• **ASSIGNMENT**: Your answer must be the lines of the entries below, exactly as written, from the first line through the line containing "of token arrays".

• **DATA PROVIDED**:
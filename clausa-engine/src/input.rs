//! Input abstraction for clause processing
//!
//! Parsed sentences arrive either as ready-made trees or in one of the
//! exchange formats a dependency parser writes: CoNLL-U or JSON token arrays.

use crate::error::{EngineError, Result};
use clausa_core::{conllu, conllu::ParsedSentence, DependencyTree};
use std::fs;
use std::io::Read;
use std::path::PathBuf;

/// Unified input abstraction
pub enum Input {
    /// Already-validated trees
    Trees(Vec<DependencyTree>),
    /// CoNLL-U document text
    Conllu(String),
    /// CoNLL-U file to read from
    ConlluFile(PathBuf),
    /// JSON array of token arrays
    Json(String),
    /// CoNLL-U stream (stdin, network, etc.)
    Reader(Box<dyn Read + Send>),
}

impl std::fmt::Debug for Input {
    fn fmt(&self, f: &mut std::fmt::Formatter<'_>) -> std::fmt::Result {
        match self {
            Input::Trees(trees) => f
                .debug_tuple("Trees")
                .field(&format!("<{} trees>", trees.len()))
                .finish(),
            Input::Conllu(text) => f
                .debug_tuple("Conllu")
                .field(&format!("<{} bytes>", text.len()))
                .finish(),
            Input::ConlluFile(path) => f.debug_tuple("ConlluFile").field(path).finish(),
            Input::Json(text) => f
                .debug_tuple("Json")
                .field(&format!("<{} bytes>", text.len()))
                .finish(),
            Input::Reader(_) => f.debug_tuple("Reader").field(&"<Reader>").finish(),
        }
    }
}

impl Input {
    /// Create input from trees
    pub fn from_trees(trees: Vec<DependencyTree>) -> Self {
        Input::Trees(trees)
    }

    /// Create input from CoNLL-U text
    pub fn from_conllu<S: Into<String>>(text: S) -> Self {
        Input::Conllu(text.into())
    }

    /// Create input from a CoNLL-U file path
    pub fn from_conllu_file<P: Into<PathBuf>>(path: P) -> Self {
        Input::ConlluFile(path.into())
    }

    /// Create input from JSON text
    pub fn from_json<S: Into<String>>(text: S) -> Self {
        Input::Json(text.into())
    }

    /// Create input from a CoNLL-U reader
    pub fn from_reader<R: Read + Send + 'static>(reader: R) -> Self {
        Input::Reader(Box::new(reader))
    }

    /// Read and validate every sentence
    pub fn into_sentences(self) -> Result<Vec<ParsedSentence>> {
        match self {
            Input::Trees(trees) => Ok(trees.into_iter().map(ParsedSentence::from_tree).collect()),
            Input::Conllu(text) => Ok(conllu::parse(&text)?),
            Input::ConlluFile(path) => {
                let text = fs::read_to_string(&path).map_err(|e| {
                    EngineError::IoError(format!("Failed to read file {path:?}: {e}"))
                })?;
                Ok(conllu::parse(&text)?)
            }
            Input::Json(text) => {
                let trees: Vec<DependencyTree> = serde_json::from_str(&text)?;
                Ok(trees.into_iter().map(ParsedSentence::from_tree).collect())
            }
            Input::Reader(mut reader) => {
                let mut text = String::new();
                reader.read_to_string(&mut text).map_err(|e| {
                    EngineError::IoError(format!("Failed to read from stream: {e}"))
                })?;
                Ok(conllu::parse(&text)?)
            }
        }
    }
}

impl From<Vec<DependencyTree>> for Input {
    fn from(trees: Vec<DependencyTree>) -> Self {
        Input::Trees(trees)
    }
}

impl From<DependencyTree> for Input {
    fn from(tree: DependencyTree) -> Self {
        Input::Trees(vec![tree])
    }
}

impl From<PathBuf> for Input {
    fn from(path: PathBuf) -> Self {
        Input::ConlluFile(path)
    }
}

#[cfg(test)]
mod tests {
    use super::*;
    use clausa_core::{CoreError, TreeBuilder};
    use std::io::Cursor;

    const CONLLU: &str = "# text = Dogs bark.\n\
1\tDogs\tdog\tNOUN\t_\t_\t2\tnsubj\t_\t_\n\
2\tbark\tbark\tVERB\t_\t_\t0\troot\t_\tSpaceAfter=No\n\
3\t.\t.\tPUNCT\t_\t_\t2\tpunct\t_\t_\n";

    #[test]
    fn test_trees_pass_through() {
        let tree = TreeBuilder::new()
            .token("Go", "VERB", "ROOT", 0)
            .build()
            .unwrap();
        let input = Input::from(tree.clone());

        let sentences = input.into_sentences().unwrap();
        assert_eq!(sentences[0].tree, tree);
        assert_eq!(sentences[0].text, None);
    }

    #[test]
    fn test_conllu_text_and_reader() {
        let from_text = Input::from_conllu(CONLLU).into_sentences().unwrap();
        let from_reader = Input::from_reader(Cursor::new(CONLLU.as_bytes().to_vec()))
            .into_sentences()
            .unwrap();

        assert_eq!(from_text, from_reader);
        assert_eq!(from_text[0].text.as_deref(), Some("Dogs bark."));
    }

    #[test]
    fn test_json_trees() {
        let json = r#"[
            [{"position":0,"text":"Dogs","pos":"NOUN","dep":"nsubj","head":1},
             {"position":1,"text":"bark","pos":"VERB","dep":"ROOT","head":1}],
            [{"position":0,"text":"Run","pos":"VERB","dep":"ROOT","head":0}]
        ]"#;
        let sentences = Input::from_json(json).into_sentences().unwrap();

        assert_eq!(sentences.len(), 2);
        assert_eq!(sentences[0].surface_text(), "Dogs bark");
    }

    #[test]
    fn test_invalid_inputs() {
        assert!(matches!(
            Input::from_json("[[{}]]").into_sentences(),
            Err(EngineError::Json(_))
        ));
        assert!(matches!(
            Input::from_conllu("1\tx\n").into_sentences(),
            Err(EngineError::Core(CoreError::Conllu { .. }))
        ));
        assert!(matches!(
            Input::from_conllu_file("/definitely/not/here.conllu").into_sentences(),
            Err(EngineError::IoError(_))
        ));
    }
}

• **WRITTEN ANSWER**:
filename clausa-engine/src/input.rs
//! Input abstraction for clause processing
//!
//! Parsed sentences arrive either as ready-made trees or in one of the
//! exchange formats a dependency parser writes: CoNLL-U or JSON token arrays.

use crate::error::{EngineError, Result};
use clausa_core::{conllu, conllu::ParsedSentence, DependencyTree};
use std::fs;
use std::io::Read;
use std::path::PathBuf;

/// Unified input abstraction
pub enum Input {
    /// Already-validated trees
    Trees(Vec<DependencyTree>),
    /// CoNLL-U document text
    Conllu(String),
    /// CoNLL-U file to read from
    ConlluFile(PathBuf),
    /// JSON array of token arrays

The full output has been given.